Sempre pairou a suspeita sobre as complexas tramas que se escondiam atrás da fachada da Fundação CEMA, principalmente depois da revelação das contas secretas que Pinochet tinha no banco Riggs. Mas foram as investigações jornalísticas locais que começaram a revelar os segredos que a instituição escondia: pelo menos 236 propriedades acabaram passando para o nome da fundação nos 17 anos de ditadura e, de acordo com evidências reveladas pelos meios de comunicação do país, pelo menos metade das doações foi feita nos momentos finais do regime. O Governo de Michelle Bachelet iniciou uma ofensiva para conhecer efetivamente o número de propriedades estatais transferidas para a Fundação CEMA na ditadura e determinar o destino do dinheiro que a instituição obteve com a venda de 137 imóveis.

A missão do Centro de Madres, segundo seus próprios estatutos, é “a execução de atividades destinadas a proporcionar bem-estar espiritual e material à mulher chilena, especialmente àquela filiada a Centros de Mães ou outras organizações comunitárias ou de finalidade social”. O dinheiro da venda de imóveis deveria ter sido destinado a financiar estas atividades. Uma investigação jornalística do programa de televisão Contacto revelou, porém, que a maior parte dos escritórios da fundação está ociosa, embora ela continue recebendo significativas somas de dinheiro de cidades como Viña del Mar. “Esses imóveis foram utilizados para negócios”, afirmou Nivia Palma, a ministra de Bens Nacionais, em declarações à agência EFE. “Hiriart era a responsável jurídica.”

A Justiça, que reabriu a investigação em abril, tenta comprovar os supostos crimes de malversação de fundos públicos e apropriação indébita. Entre agosto e setembro, o juiz Guillermo de la Barra acolheu os pedidos do Conselho de Defesa do Estado para o embargo preventivo de 41 bens imóveis da fundação e de todos os seus ativos financeiros. Depois que estourou o escândalo, Lucía Hiriart apresentou sua renúncia à presidência da instituição.

A influência de Lucía sobre Augusto

Lucía Hiriart vem de uma família democrática e antimilitarista que compôs a elite política do início do século XX. Filha de um senador, aos 16 anos ela conheceu Pinochet, então com 23. Era um militar simples que ficou encantado com a moça, com quem se casou em 1943. O próprio Pinochet escreveu em suas memórias que foi sua mulher que o impulsionou a participar do golpe de Estado, 30 anos mais tarde. "Uma noite, minha mulher me levou ao quarto onde dormiam meus netos e me disse: 'Eles serão escravos porque você não foi capaz de tomar uma decisão'", escreveu o general em suas memórias, Camino Recorrido ("caminho percorrido").

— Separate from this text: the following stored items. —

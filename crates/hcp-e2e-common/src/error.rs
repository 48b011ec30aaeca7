//! Error types for hosted cluster lifecycle tests
//!
//! Errors carry enough context (condition names, elapsed time, object names)
//! to produce a useful test failure message without extra logging at the
//! call site.

use std::time::Duration;

use thiserror::Error;

/// Default context value when no specific context is available
pub const UNKNOWN_CONTEXT: &str = "unknown";

/// Main error type for harness operations
#[derive(Debug, Error)]
pub enum Error {
    /// Kubernetes API error
    #[error("kubernetes error: {source}")]
    Kube {
        /// The underlying kube-rs error
        #[from]
        source: kube::Error,
    },

    /// Optimistic concurrency conflict on write
    #[error("conflict writing {kind} {name}: {message}")]
    Conflict {
        /// Kind of the object being written
        kind: String,
        /// namespace/name of the object
        name: String,
        /// Server or store message
        message: String,
    },

    /// A convergence condition did not hold before the deadline
    #[error(
        "timed out after {elapsed:?} waiting for {condition}{}",
        last_error_suffix(.last_error)
    )]
    Timeout {
        /// Human-readable description of what was awaited
        condition: String,
        /// Time spent polling
        elapsed: Duration,
        /// Last transient error the predicate reported, if any
        last_error: Option<String>,
    },

    /// Polling was cancelled through the scenario's cancellation token
    #[error("cancelled after {elapsed:?} while waiting for {condition}")]
    Cancelled {
        /// Human-readable description of what was awaited
        condition: String,
        /// Time spent polling before cancellation
        elapsed: Duration,
    },

    /// Kubeconfig payload could not be parsed or turned into a client
    #[error("kubeconfig error: {message}")]
    Kubeconfig {
        /// Description of what failed
        message: String,
    },

    /// Guest API rejected or could not use the supplied credentials
    #[error("authentication failed: {message}")]
    Authentication {
        /// Description of what failed
        message: String,
    },

    /// A check inside a validation step did not hold
    #[error("assertion failed: {message}")]
    Assertion {
        /// Description of the failed expectation
        message: String,
    },

    /// Invalid configuration or cluster request
    #[error("validation error: {message}")]
    Validation {
        /// Description of what's invalid
        message: String,
    },

    /// Internal/operational error
    #[error("internal error [{context}]: {message}")]
    Internal {
        /// Description of what failed
        message: String,
        /// Where the error occurred
        context: String,
    },
}

fn last_error_suffix(last_error: &Option<String>) -> String {
    match last_error {
        Some(e) => format!(" (last error: {e})"),
        None => String::new(),
    }
}

impl Error {
    /// Create a conflict error for an object
    pub fn conflict(
        kind: impl Into<String>,
        name: impl Into<String>,
        message: impl Into<String>,
    ) -> Self {
        Self::Conflict {
            kind: kind.into(),
            name: name.into(),
            message: message.into(),
        }
    }

    /// Create a kubeconfig error
    pub fn kubeconfig(msg: impl Into<String>) -> Self {
        Self::Kubeconfig {
            message: msg.into(),
        }
    }

    /// Create an authentication error
    pub fn authentication(msg: impl Into<String>) -> Self {
        Self::Authentication {
            message: msg.into(),
        }
    }

    /// Create an assertion error
    pub fn assertion(msg: impl Into<String>) -> Self {
        Self::Assertion {
            message: msg.into(),
        }
    }

    /// Create a validation error
    pub fn validation(msg: impl Into<String>) -> Self {
        Self::Validation {
            message: msg.into(),
        }
    }

    /// Create an internal error without specific context
    pub fn internal(msg: impl Into<String>) -> Self {
        Self::Internal {
            message: msg.into(),
            context: UNKNOWN_CONTEXT.to_string(),
        }
    }

    /// Create an internal error with context
    pub fn internal_with_context(context: impl Into<String>, msg: impl Into<String>) -> Self {
        Self::Internal {
            message: msg.into(),
            context: context.into(),
        }
    }

    /// True for write conflicts, whether reported by the store or the API server
    pub fn is_conflict(&self) -> bool {
        match self {
            Self::Conflict { .. } => true,
            Self::Kube {
                source: kube::Error::Api(ae),
            } => ae.code == 409,
            _ => false,
        }
    }

    /// True for requests the API server refused (RBAC or admission)
    pub fn is_forbidden(&self) -> bool {
        matches!(self, Self::Kube { source: kube::Error::Api(ae) } if ae.code == 403)
    }

    /// True for "object does not exist (yet)" API errors
    pub fn is_not_found(&self) -> bool {
        matches!(self, Self::Kube { source: kube::Error::Api(ae) } if ae.code == 404)
    }

    /// Errors that continued polling can never resolve
    ///
    /// Transient API failures keep a poll going; these abort it at once and
    /// fail the step.
    pub fn is_terminal(&self) -> bool {
        matches!(
            self,
            Self::Assertion { .. }
                | Self::Authentication { .. }
                | Self::Validation { .. }
                | Self::Kubeconfig { .. }
                | Self::Cancelled { .. }
        )
    }
}

#[cfg(test)]
mod tests {
    use super::*;

    #[test]
    fn timeout_message_includes_condition_elapsed_and_last_error() {
        let err = Error::Timeout {
            condition: "kubeconfig secret clusters/demo-admin-kubeconfig".to_string(),
            elapsed: Duration::from_secs(30),
            last_error: Some("connection refused".to_string()),
        };
        let msg = err.to_string();
        assert!(msg.contains("30s"));
        assert!(msg.contains("kubeconfig secret clusters/demo-admin-kubeconfig"));
        assert!(msg.contains("last error: connection refused"));
    }

    #[test]
    fn timeout_message_without_last_error() {
        let err = Error::Timeout {
            condition: "nodes".to_string(),
            elapsed: Duration::from_secs(1),
            last_error: None,
        };
        assert!(!err.to_string().contains("last error"));
    }

    #[test]
    fn api_409_is_a_conflict() {
        let err = Error::from(kube::Error::Api(kube::core::ErrorResponse {
            status: "Failure".to_string(),
            message: "the object has been modified".to_string(),
            reason: "Conflict".to_string(),
            code: 409,
        }));
        assert!(err.is_conflict());
        assert!(!err.is_not_found());
        assert!(!err.is_terminal());
    }

    #[test]
    fn api_403_is_forbidden() {
        let err = Error::from(kube::Error::Api(kube::core::ErrorResponse {
            status: "Failure".to_string(),
            message: "violates PodSecurity \"restricted:latest\"".to_string(),
            reason: "Forbidden".to_string(),
            code: 403,
        }));
        assert!(err.is_forbidden());
        assert!(!err.is_conflict());
        assert!(!Error::assertion("x").is_forbidden());
    }

    #[test]
    fn terminal_classification() {
        assert!(Error::assertion("x").is_terminal());
        assert!(Error::authentication("x").is_terminal());
        assert!(!Error::conflict("Secret", "a/b", "stale").is_terminal());
        assert!(!Error::internal("flaky").is_terminal());
    }
}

A influência de Lucía Hiriart não desapareceu com o tempo. Em abril de 1999, quando Pinochet estava detido fazia sete meses em Londres à espera de uma possível extradição para a Espanha, sua mulher solicitou à junta de direção da Fundação CEMA que vendesse “nas melhores condições possíveis” 17 propriedades em nome da instituição. De acordo com a investigação judicial, parte do dinheiro da venda das propriedades está investida em depósitos a prazo ou em fundos mútuos. O Estado quer que se cumpra a lei e sejam devolvidos ao fisco os bens que lhe pertencem e ainda estão nas mãos da fundação.